Der Coronavirus hat die Welt im Griff – auch die Arbeitswelt. Wie passt die Vereinbarkeit von Beruf, Familie und Privatleben in die aktuelle Lage? Unser Geschäftsführer Oliver Schmitz sagt: „Momentan beweist sich eine familien- und lebensphasenbewusste Personalpolitik als Mittel des Risikomanagements.“ Warum und wie erklärt er im aktuellen Podcast „HR-Expert*innen im Vereinbarkeits-Talk“, den wir in diesem Blog für Sie zusammengefasst haben.

Wie so viele andere arbeitet Oliver Schmitz seit Tagen konstant im Home-Office. Heimarbeit, Telearbeit und mobiles Arbeiten – das sind bei der berufundfamilie Service GmbH Modelle, die nicht nur in der aktuellen Krisenzeit Anwendung finden. Rund 90 % des Frankfurter berufundfamilie-Teams sind jetzt von zu Hause aus tätig und arbeiten doch mit allen zusammen. Die schnelle Umstellung war nicht nur dank der bereits seit längerem vorhandenen technischen Ausstattung möglich, sondern auch weil bei der berufundfamilie die Kultur gegeben ist, mit der flexible Arbeitsmodelle mit Leben gefüllt werden. Dennoch: Je länger Teammitglieder örtlich getrennt voneinander agieren, umso mehr zeigt sich, dass auch ein sozialer Austausch dringend notwendig ist. Entsprechend hat das Team eine „Corona-Break“ eingeführt – ein 15-minütiger informeller Austausch via Videokonferenz, der zweimal wöchentlich stattfindet.

Andere Arbeitgeber tun sich da durchaus schwerer, wie Oliver Schmitz feststellt. Die Hürde besteht gar nicht mal in der technischen Umrüstung, sondern vielmehr darin, dass die Arbeitsprozesse nicht eingespielt sind.
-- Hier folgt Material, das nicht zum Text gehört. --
//! Bar — one trading day for one instrument.

use chrono::{Datelike, NaiveDate};
use serde::{Deserialize, Serialize};

/// Daily OHLCV bar. Immutable once ingested.
#[derive(Debug, Clone, Copy, PartialEq, Serialize, Deserialize)]
pub struct Bar {
    pub date: NaiveDate,
    pub open: f64,
    pub high: f64,
    pub low: f64,
    pub close: f64,
    pub volume: u64,
}

impl Bar {
    /// Basic OHLC sanity check: positive prices and `low <= open,close <= high`.
    pub fn is_sane(&self) -> bool {
        let finite = self.open.is_finite()
            && self.high.is_finite()
            && self.low.is_finite()
            && self.close.is_finite();
        finite
            && self.low > 0.0
            && self.high >= self.low
            && self.open >= self.low
            && self.open <= self.high
            && self.close >= self.low
            && self.close <= self.high
    }

    /// Proleptic Gregorian ordinal of the bar date (0001-01-01 is day 1).
    ///
    /// Trend lines are fitted on this axis, so weekends and holidays count as
    /// elapsed days.
    pub fn ordinal(&self) -> i64 {
        date_ordinal(self.date)
    }
}

/// Proleptic Gregorian ordinal of a date (0001-01-01 is day 1).
pub fn date_ordinal(date: NaiveDate) -> i64 {
    date.num_days_from_ce() as i64
}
Dadurch fehlt es vielen Organisationen auch an der Vertrauenskultur, die es im Umgang mit Arbeiten auf Distanz braucht. Beschäftigte müssen sich schließlich auch erst daran gewöhnen, dass man ihnen per Live-Videoübertragung ins heimische Wohnzimmer schaut.

Flexible Modelle koppeln; familienbewusste Arbeitgeber im Vorteil


Neben der Arbeitsortflexibilisierung, die sich in der Verlagerung ins Home-Office ausdrückt, braucht es aber auch eine Flexibilisierung der Arbeitszeit. „Gerade jetzt, wenn Beschäftigte gleichzeitig ihre Kinder aufgrund von Kita- und Schulschließungen zuhause haben, können sie nicht sechs oder acht Stunden ununterbrochen konzentriert an ihrem Home-Office-Arbeitsplatz sitzen“, so Oliver Schmitz. Es muss die Freiheit geben, die Arbeit, auch mal länger oder ggf. wiederholt kürzer unterbrechen zu können.
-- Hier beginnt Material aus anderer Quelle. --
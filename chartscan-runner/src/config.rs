//! Scan configuration, loaded from TOML.
//!
//! Every field has a default, so an empty file is a valid configuration.

use std::path::{Path, PathBuf};

use chartscan_core::patterns::{BuySignalParams, LevelStrategy, TargetParams, TrendTemplate, VcpStrategy};
use serde::{Deserialize, Serialize};
use thiserror::Error;

use crate::backtest::BacktestParams;

/// Content-addressable identifier of a batch run.
pub type RunId = String;

#[derive(Debug, Error)]
pub enum ConfigError {
    #[error("failed to read config {path}: {source}")]
    Io {
        path: PathBuf,
        #[source]
        source: std::io::Error,
    },
    #[error("failed to parse config: {0}")]
    Parse(#[from] toml::de::Error),
    #[error("invalid config: {0}")]
    Invalid(String),
}

#[derive(Debug, Clone, PartialEq, Serialize, Deserialize)]
#[serde(default)]
pub struct ScanConfig {
    /// Country scope of batch runs. Empty means every country in the source.
    pub countries: Vec<String>,
    /// Root of the Parquet series store.
    pub data_dir: PathBuf,
    /// Directory of the JSON result stores.
    pub store_dir: PathBuf,
    /// History window of chart payloads, in 30-day months.
    pub chart_months: u32,
    /// History window of buy-signal and target evaluation.
    pub signal_months: u32,
    pub screener: TrendTemplate,
    pub vcp: VcpStrategy,
    pub levels: LevelStrategy,
    pub buy_signal: BuySignalParams,
    pub targets: TargetParams,
    pub backtest: BacktestParams,
}

impl Default for ScanConfig {
    fn default() -> Self {
        Self {
            countries: Vec::new(),
            data_dir: PathBuf::from("data/series"),
            store_dir: PathBuf::from("data/results"),
            chart_months: 6,
            signal_months: 60,
            screener: TrendTemplate::default(),
            vcp: VcpStrategy::default(),
            levels: LevelStrategy::default(),
            buy_signal: BuySignalParams::default(),
            targets: TargetParams::default(),
            backtest: BacktestParams::default(),
        }
    }
}

impl ScanConfig {
    /// Load and validate a TOML config file.
    pub fn from_file(path: &Path) -> Result<Self, ConfigError> {
        let content = std::fs::read_to_string(path).map_err(|source| ConfigError::Io {
            path: path.to_path_buf(),
            source,
        })?;
        Self::from_toml(&content)
    }

    /// Parse and validate a TOML string.
    pub fn from_toml(content: &str) -> Result<Self, ConfigError> {
        let config: ScanConfig = toml::from_str(content)?;
        config.validate()?;
        Ok(config)
    }

    /// Reject values no detector can work with.
    pub fn validate(&self) -> Result<(), ConfigError> {
        let invalid = |msg: &str| Err(ConfigError::Invalid(msg.to_string()));

        let t = &self.screener;
        if t.fast == 0 || t.mid == 0 || t.slow == 0 || t.year_bars == 0 {
            return invalid("screener periods must be positive");
        }
        if t.min_above_low < 0.0 || t.min_of_high < 0.0 {
            return invalid("screener thresholds must be non-negative");
        }

        match &self.vcp {
            VcpStrategy::Swing(p) => {
                if p.min_contractions == 0 {
                    return invalid("vcp.min_contractions must be positive");
                }
                if p.min_depth < 0.0 || p.depth_tolerance < 0.0 || p.volume_tolerance < 0.0 {
                    return invalid("vcp fractions must be non-negative");
                }
            }
            VcpStrategy::AtrRatio(p) => {
                if p.lookback == 0 || p.fast_sma == 0 || p.slow_sma == 0 {
                    return invalid("vcp windows must be positive");
                }
                if p.contraction_threshold < 0.0 {
                    return invalid("vcp.contraction_threshold must be non-negative");
                }
            }
        }

        match &self.levels {
            LevelStrategy::PivotZones { window, clustering } => {
                if window.before == 0 && window.after == 0 {
                    return invalid("levels.window must compare at least one neighbour");
                }
                if clustering.max_gap < 0.0 || clustering.max_zone_width < 0.0 {
                    return invalid("levels clustering fractions must be non-negative");
                }
            }
            LevelStrategy::MonotonicRuns { before, after, min_separation } => {
                if *before == 0 && *after == 0 {
                    return invalid("levels run lengths must not both be zero");
                }
                if *min_separation < 0.0 {
                    return invalid("levels.min_separation must be non-negative");
                }
            }
        }

        if self.buy_signal.convergence_tolerance < 0.0 {
            return invalid("buy_signal.convergence_tolerance must be non-negative");
        }
        if self.targets.breakout_threshold < 1.0 || self.targets.fallback_target < 1.0 {
            return invalid("target multiples must be at least 1.0");
        }
        if !(0.0..1.0).contains(&self.targets.max_stop_loss) {
            return invalid("targets.max_stop_loss must be in [0, 1)");
        }

        let b = &self.backtest;
        if b.initial_capital <= 0.0 {
            return invalid("backtest.initial_capital must be positive");
        }
        if b.profit_target <= 0.0 || b.stop_loss >= 0.0 {
            return invalid("backtest needs a positive profit_target and a negative stop_loss");
        }

        if self.chart_months == 0 || self.signal_months == 0 {
            return invalid("history windows must be at least one month");
        }
        Ok(())
    }
}
//! Deterministic synthetic bar histories for demos and benchmarks.
//!
//! A random walk of weekday bars seeded from the BLAKE3 hash of the symbol,
//! so the same symbol always yields the same history.

use chrono::{Datelike, NaiveDate, Weekday};
use rand::rngs::StdRng;
use rand::{Rng, SeedableRng};

use super::provider::RawRow;

/// Shape of the generated walk.
#[derive(Debug, Clone, Copy)]
pub struct SyntheticParams {
    pub start_price: f64,
    /// Mean daily return.
    pub drift: f64,
    /// Half-width of the uniform daily return band.
    pub volatility: f64,
}

impl Default for SyntheticParams {
    fn default() -> Self {
        Self {
            start_price: 100.0,
            drift: 0.0005,
            volatility: 0.03,
        }
    }
}

/// Generate weekday rows for `symbol` over `[start, end]`.
pub fn generate(
    symbol: &str,
    start: NaiveDate,
    end: NaiveDate,
    params: &SyntheticParams,
) -> Vec<RawRow> {
    let seed: [u8; 32] = *blake3::hash(symbol.as_bytes()).as_bytes();
    let mut rng = StdRng::from_seed(seed);

    let mut rows = Vec::new();
    let mut price = params.start_price;
    let mut current = start;

    while current <= end {
        if matches!(current.weekday(), Weekday::Sat | Weekday::Sun) {
            current += chrono::Duration::days(1);
            continue;
        }

        let daily_return = params.drift + rng.gen_range(-params.volatility..params.volatility);
        let open = price;
        let close = (price * (1.0 + daily_return)).max(0.01);
        let high = open.max(close) * (1.0 + rng.gen_range(0.0..0.01));
        let low = open.min(close) * (1.0 - rng.gen_range(0.0..0.01));
        let volume = rng.gen_range(500_000..5_000_000u64);

        rows.push(RawRow {
            date: current,
            open: Some(open),
            high: Some(high),
            low: Some(low),
            close: Some(close),
            volume: Some(volume),
        });

        price = close;
        current += chrono::Duration::days(1);
    }

    rows
}
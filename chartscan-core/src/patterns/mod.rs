//! Chart-pattern detectors.
//!
//! Pivot extraction feeds support/resistance clustering and trend lines;
//! those feed breakout grading. The trend template and VCP analyzers run
//! on the series directly.

pub mod breakout;
pub mod detector;
pub mod levels;
pub mod pivot;
pub mod screener;
pub mod trendline;
pub mod vcp;

pub use breakout::{
    breakout_targets, evaluate_buy_signal, grade_breakout, BreakoutTargets, BuySignalParams, GradedBreakout,
    Probability, TargetParams,
};
pub use detector::PatternDetector;
pub use levels::{cluster_prices, separate_levels, ClusterParams, Level, LevelStrategy, SupportResistance};
pub use pivot::{find_pivots, pivot_at, Pivot, PivotKind, PivotWindow};
pub use screener::{TemplateCriteria, TemplateReport, TrendTemplate};
pub use trendline::{build_trend_line, Anchor, PivotSide, TrendLine};
pub use vcp::{AtrParams, Contraction, SwingParams, VcpEvidence, VcpSignal, VcpStage, VcpStrategy};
Arbeitgeber, die sich bereits vor Corona strukturiert mit der Flexibilisierung von Arbeitsort und Arbeitszeit auseinandergesetzt haben, haben jetzt klare Vorteile. Sie haben in der Regel u.a. die Erfahrungen gemacht, wie weit man die Flexibilisierung treiben kann, ohne dass es auf die Produktivität geht. Organisationen, die aufgrund der externen Geschehnisse ad hoc gezwungen wurden, sich umzustellen, müssen jetzt eventuell mehr Reibungsverluste hinnehmen.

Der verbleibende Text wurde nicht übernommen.